The Big Test: The Secret History of the American Meritocracy

by Nicholas Lemann
New York: Farrar, Strauss, Giroux, 1999

Book review by Ralph H. Abraham (abraham@vismath.org)


These days there is a big hoopla over the sorry state of education in the USA, and many people support the Big Test (the Scholastic Aptitude Test, or SAT) as a cure. Not Nicholas Lemann, journalist and student of the American Meritocracy. He correctly sees the crisis of our schools as a bifurcation in a complex dynamical system.

In a clever analysis, Lemann describes American culture as a complex dynamical system with three layers. At the top, in the myth layer, we have such impressive ideas as democracy and meritocracy. Just below, we have the institutions layer, with structures like tax laws, public education, and the Big Test, the SAT. And at the bottom we have the layer of daily life, with its economic inequalities, affirmative action programs, social insecurities, crime waves, disease epidemics, and so on.

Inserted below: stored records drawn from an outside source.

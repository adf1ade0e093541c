use crate::engine::PeerEngine;
use parley_core::{LocalTrack, NegotiationError, NegotiationState, SdpKind, SessionDescription};
use tracing::{debug, warn};

/// Guards one peer-connection engine with the offer/answer legality rules.
///
/// One instance per call: constructed when a call starts, discarded when it
/// ends, never reused. The round counter makes duplicate or stale answers
/// detectable across the suspension points between offer creation, send, and
/// answer arrival.
pub struct PeerConnectionManager {
    engine: Box<dyn PeerEngine>,
    state: NegotiationState,
    round: u64,
    answered_round: u64,
    pending_tracks: Vec<LocalTrack>,
}

impl PeerConnectionManager {
    pub fn new(engine: Box<dyn PeerEngine>) -> Self {
        Self {
            engine,
            state: NegotiationState::Idle,
            round: 0,
            answered_round: 0,
            pending_tracks: Vec::new(),
        }
    }

    pub fn state(&self) -> NegotiationState {
        self.state
    }

    pub fn round(&self) -> u64 {
        self.round
    }

    /// Start an offer round. Legal from idle-ish states and from an
    /// established session (which makes this a renegotiation).
    pub async fn create_offer(&mut self) -> Result<SessionDescription, NegotiationError> {
        let renegotiating = match self.state {
            NegotiationState::Idle
            | NegotiationState::CallerReady
            | NegotiationState::CalleeReady => false,
            NegotiationState::Established | NegotiationState::Renegotiating => true,
            _ => {
                debug!(state = %self.state, "offer refused, round already in flight");
                return Err(NegotiationError::StaleNegotiation);
            }
        };

        let offer = self.engine.create_offer().await?;
        self.round += 1;
        self.state = if renegotiating {
            NegotiationState::Renegotiating
        } else {
            NegotiationState::Offering
        };
        debug!(round = self.round, renegotiating, "offer created");
        Ok(offer)
    }

    /// Record that the offer left over signaling; the initial round now waits
    /// for the answer. A renegotiation round stays `Renegotiating` end to end.
    pub fn offer_sent(&mut self) {
        if self.state == NegotiationState::Offering {
            self.state = NegotiationState::AwaitingAnswer;
        }
    }

    /// Answer a remote offer. Refused while our own unresolved round is in
    /// flight; glare resolution happens above this layer.
    pub async fn create_answer(
        &mut self,
        remote: SessionDescription,
    ) -> Result<SessionDescription, NegotiationError> {
        if remote.kind != SdpKind::Offer || remote.sdp.is_empty() {
            return Err(NegotiationError::InvalidRemoteDescription(
                "malformed offer".into(),
            ));
        }

        match self.state {
            NegotiationState::Idle
            | NegotiationState::CalleeReady
            | NegotiationState::CallerReady
            | NegotiationState::Established => {}
            _ => {
                return Err(NegotiationError::InvalidRemoteDescription(format!(
                    "offer arrived with an unresolved round in flight (state {})",
                    self.state
                )));
            }
        }

        let prev = self.state;
        self.state = NegotiationState::Answering;
        let answer = match self.engine.create_answer(remote).await {
            Ok(answer) => answer,
            Err(e) => {
                // The engine rejected the description; whatever stood before
                // (including an established session) stands again.
                self.state = prev;
                return Err(e);
            }
        };
        self.state = NegotiationState::Established;
        debug!("answered remote offer, session established");
        Ok(answer)
    }

    /// Complete the round we are waiting on. Anything else -- a duplicate
    /// answer, an answer after the round was superseded -- is stale and
    /// leaves state untouched.
    pub async fn apply_remote_answer(
        &mut self,
        answer: SessionDescription,
    ) -> Result<(), NegotiationError> {
        match self.state {
            NegotiationState::AwaitingAnswer | NegotiationState::Renegotiating => {}
            _ => {
                debug!(state = %self.state, "dropping answer, no round awaiting one");
                return Err(NegotiationError::StaleNegotiation);
            }
        }
        if self.answered_round >= self.round {
            debug!(round = self.round, "dropping duplicate answer");
            return Err(NegotiationError::StaleNegotiation);
        }
        if answer.kind != SdpKind::Answer {
            return Err(NegotiationError::InvalidRemoteDescription(
                "expected an answer".into(),
            ));
        }

        self.engine.apply_remote_answer(answer).await?;
        self.answered_round = self.round;
        self.state = NegotiationState::Established;

        // Answer-then-attach: tracks that became ready during the round go
        // onto the now-stable connection. Each attachment surfaces through
        // the engine as a fresh negotiation-needed signal.
        let queued: Vec<_> = self.pending_tracks.drain(..).collect();
        for track in queued {
            if let Err(e) = self.engine.add_track(track).await {
                warn!("failed to attach queued track: {e}");
            }
        }

        debug!(round = self.round, "answer applied, session established");
        Ok(())
    }

    /// Abandon the renegotiation round in flight: roll the engine's local
    /// description back to the established one and mark the round answered
    /// so a late answer to the abandoned offer lands as stale.
    pub async fn abort_round(&mut self) -> Result<(), NegotiationError> {
        if self.state != NegotiationState::Renegotiating {
            return Err(NegotiationError::StaleNegotiation);
        }
        self.engine.rollback().await?;
        self.answered_round = self.round;
        self.state = NegotiationState::Established;
        debug!(round = self.round, "renegotiation round abandoned");
        Ok(())
    }

    /// Attach a local track. While a round is in flight the track is queued
    /// and attached once the round resolves; on an established connection
    /// the engine reacts with negotiation-needed rather than descriptions
    /// being mutated silently.
    pub async fn add_local_track(&mut self, track: LocalTrack) -> Result<(), NegotiationError> {
        match self.state {
            NegotiationState::Offering
            | NegotiationState::AwaitingAnswer
            | NegotiationState::Answering
            | NegotiationState::Renegotiating => {
                debug!(id = %track.id, "queueing track until the round resolves");
                self.pending_tracks.push(track);
                Ok(())
            }
            _ => self.engine.add_track(track).await,
        }
    }

    /// Tear the call down locally. Idempotent by construction: the caller
    /// drops the manager right after.
    pub async fn end(&mut self) -> Result<(), NegotiationError> {
        self.pending_tracks.clear();
        self.state = NegotiationState::Idle;
        self.engine.close().await
    }
}
pub mod webrtc;

use async_trait::async_trait;
use parley_core::{LocalTrack, NegotiationError, RemoteTrack, SessionDescription};
use tokio::sync::mpsc;

/// Notifications flowing out of the peer-connection engine. None of these
/// carry media; they only drive (or inform) negotiation.
#[derive(Debug)]
pub enum EngineEvent {
    /// The media configuration changed on an established connection and a
    /// fresh offer/answer round is required.
    NegotiationNeeded,
    /// Inbound media appeared. Observational only; no state transition.
    TrackReceived(RemoteTrack),
    /// The transport died or was closed. Used to infer remote termination
    /// when no explicit hangup arrived.
    Closed,
}

/// Lifecycle surface of one underlying peer connection. The negotiation core
/// drives the engine exclusively through these operations and never looks
/// inside the SDP it hands back.
#[async_trait]
pub trait PeerEngine: Send + Sync {
    /// Create an offer and install it as the local description.
    async fn create_offer(&self) -> Result<SessionDescription, NegotiationError>;

    /// Apply a remote offer, then create and install the local answer.
    async fn create_answer(
        &self,
        remote: SessionDescription,
    ) -> Result<SessionDescription, NegotiationError>;

    /// Install the remote answer that completes the current round.
    async fn apply_remote_answer(&self, answer: SessionDescription)
    -> Result<(), NegotiationError>;

    /// Discard the pending local offer, restoring the last stable
    /// description. Used when an offer round is abandoned to a colliding
    /// remote offer.
    async fn rollback(&self) -> Result<(), NegotiationError>;

    /// Attach a local media track. On an established connection the engine
    /// answers with a `NegotiationNeeded` event.
    async fn add_track(&self, track: LocalTrack) -> Result<(), NegotiationError>;

    async fn close(&self) -> Result<(), NegotiationError>;
}

/// Builds a fresh engine per call: one instance, one call, discarded at call
/// end and never reused.
#[async_trait]
pub trait EngineFactory: Send + Sync {
    async fn create(
        &self,
    ) -> Result<(Box<dyn PeerEngine>, mpsc::Receiver<EngineEvent>), NegotiationError>;
}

Lemann's virtue is his big picture, in which these layers are linked up into a sort of social hypercycle. The myth of meritocracy -- equal opportunity for all citizens without prejudice of race, family background -- materializes one layer down as the SAT, a supposed measure of merit. This results, down another layer, as racist bias in the opportunity and reward system, hence the widening gap between haves and have-nots, gangs, drugs, arms, and the monstrous penal industry.

In short: meritocracy, implemented by a flawed test of merit, leads to a large bias in the opportunity and reward system. Affirmative action is a bandaid applied to this deadly wound, a patch which exists in conflict with the meritocratic ideal. The myth is thus weakened, so the Big Test is strengthened, and bias and gap increased. This is a typical example of the Richardsonian cycle of schismogenesis, as Gregory Bateson called it, much like an arms race.

A large part of the book is devoted to a journalistic story of the political battle over Prop 209 in California, in which affirmative action was struck down by a narrow margin.

This book is a must read for those interested in complex dynamics applied to social problems on a large scale.